Engine-Specific Handlers

  • sleep_mode_dragon.talon & dragon_mode.talon: Dragon manages sleep states natively. These files coordinate sleep transitions specifically for users running the Dragon speech engine (Mac/Windows), avoiding conflicts between Dragon commands and Talon commands.
  • sleep_mode_not_dragon.talon & modes_not_dragon.talon: Standardize sleep commands (like "go to sleep" or "sleep all") for non-Dragon backends. They utilize an optional trailing [<phrase>] capture parameter to immediately disable speech processing even when trailing conversation is captured in the same utterance.
  • sleep_mode_wav2letter.talon: Introduces a high-priority catch-all skip command for the wav2letter engine to prevent accidental wakeups from background noise.

Wake-Up Mechanisms

  • sleep_mode_wakeup.talon: Configures fully-anchored wake-up commands such as "welcome back". The parser rules use repetition tokens + to work around situations where users repeatedly say the wake command without waiting for the speech-recognition engine's pause timeout.
  • sleep_mode_pop_twice_to_wake.py: Provides a non-verbal wake mechanism. When the pop_twice_to_wake tag is active, emitting two popping noises within a specified speed window will instantly wake Talon.

Deep Sleep

  • deep_sleep.py & sleep_mode_deep.talon: Provides a highly-isolated sleep state intended for meetings or loud environments. Once the user.deep_sleep tag is applied, normal wake commands are disabled, requiring the explicit, multi-word phrase "wake up and listen" to exit sleep mode.

Programming Language Detection & Overrides

This subsystem automates or forces contextual rules based on the programming language of the active file buffer.
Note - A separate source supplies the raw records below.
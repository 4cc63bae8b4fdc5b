//! Accountability session machine.
//!
//! Monitors one focus session at a time and fires scheduled check-in
//! prompts at a fixed interval. The machine is a singleton per process:
//! starting a second session while one is active is rejected, never an
//! implicit replacement.
//!
//! ## State transitions
//!
//! ```text
//! Idle -> Active -> (Paused | Completing) -> Idle
//! ```

use std::sync::Arc;
use std::time::Duration;

use chrono::{DateTime, Utc};
use serde::Serialize;
use serde_json::json;
use tokio::sync::{watch, Mutex};
use tokio::task::JoinHandle;

use super::MachineError;
use crate::bus::{EventBus, EventKind};

#[derive(Debug, Clone, Copy, PartialEq, Eq, Serialize)]
#[serde(rename_all = "lowercase")]
pub enum SessionState {
    Idle,
    Active,
    Paused,
    Completing,
}

/// How a session ended.
#[derive(Debug, Clone, Copy, PartialEq, Eq, Serialize)]
#[serde(rename_all = "snake_case")]
pub enum SessionOutcome {
    Completed,
    Abandoned,
}

impl SessionOutcome {
    pub fn as_str(&self) -> &'static str {
        match self {
            SessionOutcome::Completed => "completed",
            SessionOutcome::Abandoned => "abandoned",
        }
    }
}

/// Confirmation returned by [`AccountabilityMachine::start_session`].
#[derive(Debug, Clone, Serialize)]
pub struct SessionStarted {
    pub task: String,
    pub duration_minutes: u32,
    pub checkin_interval_minutes: u32,
    pub total_checkins: u32,
    pub message: String,
}

/// Confirmation returned by [`AccountabilityMachine::pause_session`].
#[derive(Debug, Clone, Serialize)]
pub struct SessionPaused {
    pub task: String,
    pub reason: String,
    pub message: String,
}

/// Confirmation returned by [`AccountabilityMachine::end_session`].
#[derive(Debug, Clone, Serialize)]
pub struct SessionEnded {
    pub outcome: SessionOutcome,
    pub task: String,
    pub checkins_completed: u32,
    pub message: String,
}

/// Pure status read.
#[derive(Debug, Clone, Serialize)]
#[serde(tag = "status", rename_all = "lowercase")]
pub enum AccountabilityStatus {
    Idle,
    InSession {
        state: SessionState,
        task: String,
        elapsed_minutes: u32,
        remaining_minutes: u32,
        checkins_completed: u32,
    },
}

struct Inner {
    state: SessionState,
    task: Option<String>,
    duration_min: u32,
    checkin_interval_min: u32,
    started_at: Option<DateTime<Utc>>,
    checkin_count: u32,
    schedule: Option<JoinHandle<()>>,
}

/// Deterministic accountability state machine.
///
/// Construct once at process start and share by reference.
pub struct AccountabilityMachine {
    bus: Arc<EventBus>,
    tick: Duration,
    inner: Arc<Mutex<Inner>>,
    state_tx: Arc<watch::Sender<SessionState>>,
}

impl AccountabilityMachine {
    /// Wall-clock length of one scheduled minute.
    pub const DEFAULT_TICK: Duration = Duration::from_secs(60);

    pub fn new(bus: Arc<EventBus>) -> Self {
        Self::with_tick(bus, Self::DEFAULT_TICK)
    }

    /// Create a machine with a custom schedule granularity. Tests compress
    /// the tick to milliseconds.
    pub fn with_tick(bus: Arc<EventBus>, tick: Duration) -> Self {
        let (state_tx, _) = watch::channel(SessionState::Idle);
        Self {
            bus,
            tick,
            inner: Arc::new(Mutex::new(Inner {
                state: SessionState::Idle,
                task: None,
                duration_min: 0,
                checkin_interval_min: 0,
                started_at: None,
                checkin_count: 0,
                schedule: None,
            })),
            state_tx: Arc::new(state_tx),
        }
    }

    /// Start monitoring a focus session.
    ///
    /// Schedules `floor(duration / interval)` check-ins and publishes
    /// [`EventKind::FocusBlockStarted`].
    ///
    /// # Errors
    /// Rejected while a session is active, and for a zero duration or
    /// interval.
    pub async fn start_session(
        &self,
        task: &str,
        duration_minutes: u32,
        checkin_interval_minutes: u32,
    ) -> Result<SessionStarted, MachineError> {
        if duration_minutes == 0 {
            return Err(MachineError::Invalid("duration must be positive".into()));
        }
        if checkin_interval_minutes == 0 {
            return Err(MachineError::Invalid(
                "check-in interval must be positive".into(),
            ));
        }
        let total_checkins = duration_minutes / checkin_interval_minutes;

        {
            let mut inner = self.inner.lock().await;
            if inner.state == SessionState::Active {
                return Err(MachineError::AlreadyActive {
                    task: inner.task.clone().unwrap_or_default(),
                });
            }
            if let Some(stale) = inner.schedule.take() {
                stale.abort();
            }
            inner.state = SessionState::Active;
            inner.task = Some(task.to_string());
            inner.duration_min = duration_minutes;
            inner.checkin_interval_min = checkin_interval_minutes;
            inner.started_at = Some(Utc::now());
            inner.checkin_count = 0;
            self.state_tx.send_replace(SessionState::Active);

            inner.schedule = Some(tokio::spawn(run_schedule(
                Arc::clone(&self.inner),
                Arc::clone(&self.bus),
                Arc::clone(&self.state_tx),
                self.tick,
                checkin_interval_minutes,
                total_checkins,
            )));
        }

        tracing::info!(task, duration_minutes, "accountability session started");
        self.bus
            .publish(
                EventKind::FocusBlockStarted,
                json!({ "task": task, "duration": duration_minutes }),
            )
            .await;

        Ok(SessionStarted {
            task: task.to_string(),
            duration_minutes,
            checkin_interval_minutes,
            total_checkins,
            message: format!(
                "Got it! Monitoring '{task}' for {duration_minutes} minutes. \
                 I'll check in every {checkin_interval_minutes} minutes."
            ),
        })
    }

    /// Pause the active session, cancelling its pending check-ins.
    ///
    /// # Errors
    /// Rejected unless the machine is `Active`.
    pub async fn pause_session(&self, reason: &str) -> Result<SessionPaused, MachineError> {
        let task = {
            let mut inner = self.inner.lock().await;
            if inner.state != SessionState::Active {
                return Err(MachineError::NotActive);
            }
            inner.state = SessionState::Paused;
            self.state_tx.send_replace(SessionState::Paused);
            if let Some(schedule) = inner.schedule.take() {
                schedule.abort();
            }
            inner.task.clone().unwrap_or_default()
        };

        tracing::info!(%task, reason, "accountability session paused");
        Ok(SessionPaused {
            message: format!("Paused '{task}'. Start a new session when ready."),
            task,
            reason: reason.to_string(),
        })
    }

    /// End the session from any non-idle state, cancelling pending
    /// check-ins and publishing [`EventKind::FocusBlockEnded`].
    ///
    /// # Errors
    /// Rejected when the machine is already `Idle`.
    pub async fn end_session(&self, completed: bool) -> Result<SessionEnded, MachineError> {
        let (task, checkins_completed) = {
            let mut inner = self.inner.lock().await;
            if inner.state == SessionState::Idle {
                return Err(MachineError::NoSession);
            }
            if let Some(schedule) = inner.schedule.take() {
                schedule.abort();
            }
            let task = inner.task.take().unwrap_or_default();
            inner.state = SessionState::Idle;
            inner.started_at = None;
            self.state_tx.send_replace(SessionState::Idle);
            (task, inner.checkin_count)
        };

        let outcome = if completed {
            SessionOutcome::Completed
        } else {
            SessionOutcome::Abandoned
        };
        self.bus
            .publish(
                EventKind::FocusBlockEnded,
                json!({
                    "task": task,
                    "status": outcome.as_str(),
                    "checkins_completed": checkins_completed,
                }),
            )
            .await;

        Ok(SessionEnded {
            outcome,
            message: match outcome {
                SessionOutcome::Completed => format!("Nice work on '{task}'!"),
                SessionOutcome::Abandoned => "Session ended.".to_string(),
            },
            task,
            checkins_completed,
        })
    }

    /// Current status. Elapsed time is derived from the wall clock, scaled
    /// by the machine tick; remaining time floors at zero.
    pub async fn status(&self) -> AccountabilityStatus {
        let inner = self.inner.lock().await;
        if inner.state == SessionState::Idle {
            return AccountabilityStatus::Idle;
        }
        let elapsed_minutes = inner
            .started_at
            .map(|started| {
                let wall_ms = (Utc::now() - started).num_milliseconds().max(0) as u128;
                (wall_ms / self.tick.as_millis().max(1)) as u32
            })
            .unwrap_or(0);
        AccountabilityStatus::InSession {
            state: inner.state,
            task: inner.task.clone().unwrap_or_default(),
            elapsed_minutes,
            remaining_minutes: inner.duration_min.saturating_sub(elapsed_minutes),
            checkins_completed: inner.checkin_count,
        }
    }

    /// Wait until the machine returns to `Idle` (session completed or
    /// ended). Returns immediately when already idle.
    pub async fn wait_idle(&self) {
        let mut rx = self.state_tx.subscribe();
        while *rx.borrow_and_update() != SessionState::Idle {
            if rx.changed().await.is_err() {
                return;
            }
        }
    }
}

/// Background check-in schedule.
///
/// Re-checks machine state before acting on every firing: once a pause or
/// end has been observed, no further check-ins fire even if a wait was
/// already in progress.
async fn run_schedule(
    inner: Arc<Mutex<Inner>>,
    bus: Arc<EventBus>,
    state_tx: Arc<watch::Sender<SessionState>>,
    tick: Duration,
    interval_min: u32,
    total_checkins: u32,
) {
    let wait = tick * interval_min;
    for _ in 0..total_checkins {
        tokio::time::sleep(wait).await;

        let (task, checkin_number) = {
            let mut inner = inner.lock().await;
            if inner.state != SessionState::Active {
                return;
            }
            inner.checkin_count += 1;
            (inner.task.clone().unwrap_or_default(), inner.checkin_count)
        };

        let prompt = checkin_prompt(&task, checkin_number, total_checkins, interval_min);
        bus.publish(
            EventKind::CheckinDue,
            json!({
                "task": task,
                "checkin_number": checkin_number,
                "total_checkins": total_checkins,
                "prompt": prompt,
            }),
        )
        .await;
    }

    // Every firing done: complete, unless someone ended the session while
    // the last publish was in flight.
    let (task, duration_min, checkins_completed) = {
        let mut inner = inner.lock().await;
        if inner.state != SessionState::Active {
            return;
        }
        inner.state = SessionState::Completing;
        state_tx.send_replace(SessionState::Completing);
        (
            inner.task.clone().unwrap_or_default(),
            inner.duration_min,
            inner.checkin_count,
        )
    };

    tracing::info!(%task, duration_min, "accountability session complete");
    bus.publish(
        EventKind::FocusBlockEnded,
        json!({
            "task": task,
            "duration": duration_min,
            "checkins_completed": checkins_completed,
            "status": "completed",
        }),
    )
    .await;

    let mut inner = inner.lock().await;
    inner.state = SessionState::Idle;
    inner.task = None;
    inner.started_at = None;
    inner.schedule = None;
    state_tx.send_replace(SessionState::Idle);
}

/// Rotating human-readable prompt, cycled by check-in count.
fn checkin_prompt(task: &str, checkin_number: u32, total_checkins: u32, interval_min: u32) -> String {
    match checkin_number % 3 {
        0 => format!("Check-in {checkin_number}/{total_checkins}: still on '{task}'?"),
        1 => format!(
            "{} minutes in. How's it going?",
            interval_min * checkin_number
        ),
        _ => format!("Checkpoint! Take a breath, then back to '{task}'."),
    }
}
  • code_languages.py maintains a centralized registry of programming languages, mapping language IDs to their spoken names (e.g., "see sharp" for csharp) and typical file extensions. It also handles special file name matching (e.g., mapping CMakeLists.txt to the cmake language).
  • language_modes.py implements the contextual resolution engine. It automatically tracks the active window's file extension to decide the coding context, but permits manual overrides by setting a global forced_language variable and activating the user.code_language_forced tag.
  • language_modes.talon exposes voice control over this system, letting you manually enforce, clear, or query the programming language scope (e.g., "force python" or "clear language mode").